Dataset entries Start Marker

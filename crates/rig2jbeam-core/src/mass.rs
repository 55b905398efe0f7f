//! Node mass distribution
//!
//! Load-bearing nodes split the load weight; the dry weight is spread over
//! beam endpoints in proportion to beam length. Every node is then raised to
//! the minimum mass.

use tracing::debug;

use crate::report::ConversionReport;
use crate::rig::{NodeFlag, Rig};
use crate::settings::ConversionSettings;

/// Relative deviation of the total from `dry + load` that triggers a warning
const MASS_TOLERANCE: f64 = 0.1;

#[derive(Debug, Clone, Copy, Default, PartialEq)]
pub struct MassSummary {
    pub total: f64,
    pub expected: f64,
    /// Nodes raised to the minimum mass
    pub clamped: usize,
}

pub fn calculate_masses(
    rig: &mut Rig,
    settings: &ConversionSettings,
    report: &mut ConversionReport,
) -> MassSummary {
    let dry_weight = rig.dry_weight.unwrap_or(settings.default_dry_weight);
    let load_weight = rig.load_weight.unwrap_or(settings.default_cargo_weight);
    let minimum_mass = rig.minimum_mass.unwrap_or(settings.minimum_mass);

    let shared_load_nodes = rig
        .nodes
        .iter()
        .filter(|n| n.has(NodeFlag::LoadBearing) && n.mass_override.is_none())
        .count();
    for node in &mut rig.nodes {
        node.mass = match (node.has(NodeFlag::LoadBearing), node.mass_override) {
            (true, Some(mass)) => mass,
            (true, None) => load_weight / shared_load_nodes as f64,
            (false, _) => 0.0,
        };
    }

    // Beams with a dangling endpoint carry no mass
    let spans: Vec<([usize; 2], f64)> = rig
        .beams
        .iter()
        .filter_map(|b| {
            let ends = [rig.index_of(&b.nodes[0])?, rig.index_of(&b.nodes[1])?];
            Some((ends, rig.node_distance(&b.nodes[0], &b.nodes[1])?))
        })
        .collect();
    let total_length: f64 = spans.iter().map(|(_, length)| length).sum();

    if total_length > 0.0 {
        for (ends, length) in &spans {
            let half = length * dry_weight / total_length / 2.0;
            for &i in ends {
                rig.nodes[i].mass += half;
            }
        }
    } else if !rig.beams.is_empty() {
        report.warn("all beams have zero length, dry weight not distributed");
    }

    let mut clamped = 0;
    for node in &mut rig.nodes {
        if node.mass < minimum_mass {
            node.mass = minimum_mass;
            clamped += 1;
        }
    }

    let total: f64 = rig.nodes.iter().map(|n| n.mass).sum();
    let expected = dry_weight + load_weight;
    if (total - expected).abs() > expected.abs() * MASS_TOLERANCE {
        report.warn(format!(
            "total node mass {:.1} differs from dry + load weight {:.1} by more than {}%",
            total,
            expected,
            MASS_TOLERANCE * 100.0
        ));
    }

    debug!(total, expected, clamped, minimum_mass, "Distributed node masses");
    MassSummary {
        total,
        expected,
        clamped,
    }
}

#[cfg(test)]
mod tests {
    use super::*;
    use crate::parser::parse_rig;
    use crate::report::Severity;

    fn masses(src: &str, settings: &ConversionSettings) -> (Rig, MassSummary, ConversionReport) {
        let mut report = ConversionReport::default();
        let mut rig = parse_rig(src, settings, &mut report);
        let summary = calculate_masses(&mut rig, settings, &mut report);
        (rig, summary, report)
    }

    #[test]
    fn test_dry_weight_split_by_length() {
        let (rig, summary, report) = masses(
            "t\nglobals\n300, 0\nnodes\n1,0,0,0\n2,1,0,0\n3,3,0,0\nbeams\n1,2\n2,3\n",
            &ConversionSettings {
                minimum_mass: 1.0,
                ..Default::default()
            },
        );
        // beam lengths 1 and 2 carry 100 and 200
        assert!((rig.nodes[0].mass - 50.0).abs() < 1e-9);
        assert!((rig.nodes[1].mass - 150.0).abs() < 1e-9);
        assert!((rig.nodes[2].mass - 100.0).abs() < 1e-9);
        assert!((summary.total - 300.0).abs() < 1e-9);
        assert_eq!(report.count(Severity::Warning), 0);
    }

    #[test]
    fn test_load_nodes_share_load_weight() {
        let (rig, _, _) = masses(
            "t\nglobals\n0, 100\nnodes\n1,0,0,0,l\n2,1,0,0,l\n3,2,0,0,l,10\nbeams\n1,2\n",
            &ConversionSettings {
                minimum_mass: 0.0,
                ..Default::default()
            },
        );
        assert_eq!(rig.nodes[0].mass, 50.0);
        assert_eq!(rig.nodes[1].mass, 50.0);
        assert_eq!(rig.nodes[2].mass, 10.0);
    }

    #[test]
    fn test_minimum_mass_clamp_and_minimass_section() {
        let settings = ConversionSettings::default();
        let (rig, summary, report) = masses(
            "t\nglobals\n10, 0\nminimass\n80\nnodes\n1,0,0,0\n2,1,0,0\nbeams\n1,2\n",
            &settings,
        );
        assert!(rig.nodes.iter().all(|n| n.mass == 80.0));
        assert_eq!(summary.clamped, 2);
        // 160 against an expected 10
        assert_eq!(report.count(Severity::Warning), 1);
    }
}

Dataset entries End Marker

- _Your goal_: Repeat the entries above exactly, from the first line through the line containing "then raised to".

- _Reply to the exercise_:
filename crates/rig2jbeam-core/src/mass.rs
repository 55b905398efe0f7f
//! Node mass distribution
//!
//! Load-bearing nodes split the load weight; the dry weight is spread over
//! beam endpoints in proportion to beam length. Every node is then raised to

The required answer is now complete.